Earlier this month, after a two-hour debate, the senate rejected the proposals by a "resounding majority".

Professor Brink said: "That is a battle won, but not the war. Convocation representatives are sure to take the matter up in council."

In his most recent book, No Lesser Place - The Taaldebat at Stellenbosch , Professor Brink explores the language debate, which he argues has been driven by a movement to rebuild Afrikaner identity. He says Afrikaans is the focus of a campaign to maintain the "higher functions" of Afrikaans and that the main battleground is in higher education - especially at Stellenbosch, which is in the heart of Afrikanerland.

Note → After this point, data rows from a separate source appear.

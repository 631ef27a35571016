//! Shadow-DOM matcher.
//!
//! Several consent vendors render entirely inside attached shadow roots,
//! invisible to light-tree selector queries. This matcher walks the light
//! tree for shadow hosts and searches each shadow tree, including nested
//! shadow roots, for a visible element with enough consent wording and an
//! actionable control. The walk is bounded by the snapshot tree itself, so
//! it terminates on any input.

use crate::dom::{DomSnapshot, NodeId};
use crate::visibility::is_visible;

use super::{Classifier, ClassifierKind, Detection, DetectionContext, confidence, support};

/// Shadow content needs stronger wording than the light-tree tests: two
/// lexicon hits rather than one.
const MIN_HITS: usize = 2;

pub struct ShadowDomMatcher;

impl Classifier for ShadowDomMatcher {
    fn kind(&self) -> ClassifierKind {
        ClassifierKind::ShadowDom
    }

    fn classify(&self, ctx: &DetectionContext<'_>) -> Option<Detection> {
        for host in shadow_hosts(ctx.snapshot) {
            if let Some(detection) = search_shadow_tree(ctx, host) {
                return Some(detection);
            }
        }
        None
    }
}

fn shadow_hosts(snapshot: &DomSnapshot) -> impl Iterator<Item = NodeId> + '_ {
    snapshot
        .document_order()
        .filter(|&id| !snapshot.node(id).shadow_children.is_empty())
}

/// Pre-order search of one host's shadow tree, descending through light
/// children and any nested shadow roots alike.
fn search_shadow_tree(ctx: &DetectionContext<'_>, host: NodeId) -> Option<Detection> {
    let mut stack: Vec<NodeId> = ctx
        .snapshot
        .node(host)
        .shadow_children
        .iter()
        .rev()
        .copied()
        .collect();

    while let Some(id) = stack.pop() {
        let node = ctx.snapshot.node(id);
        for &child in node.shadow_children.iter().rev() {
            stack.push(child);
        }
        for &child in node.children.iter().rev() {
            stack.push(child);
        }

        if !is_visible(ctx.snapshot, id) {
            continue;
        }
        let hits = ctx.lexicon.hits(&support::visible_text(ctx.snapshot, id));
        if hits.len() < MIN_HITS {
            continue;
        }
        if support::actionable_controls(ctx.snapshot, id).is_empty() {
            continue;
        }
        return Some(
            Detection::new(ClassifierKind::ShadowDom, id, confidence::SHADOW_DOM)
                .with_keywords(hits),
        );
    }
    None
}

The book had with "notable exceptions a very hostile reception in the Afrikaans press" and electronic publications such as Die Vrye Afrikaan ( The Free African ).

He suggests that most South Africans are unaware of the debate because it is being conducted exclusively in Afrikaans and that the discussions are overshadowed by a debate about identity when "Afrikaner nationalism is taking shape again".

He concludes that Stellenbosch should continue to use Afrikaans as a medium of instruction if the academic community decide freely to do so, but not as an obligation determined by history, Afrikanerdom or the state. He says it is not "the business of Stellenbosch University to save Afrikaans".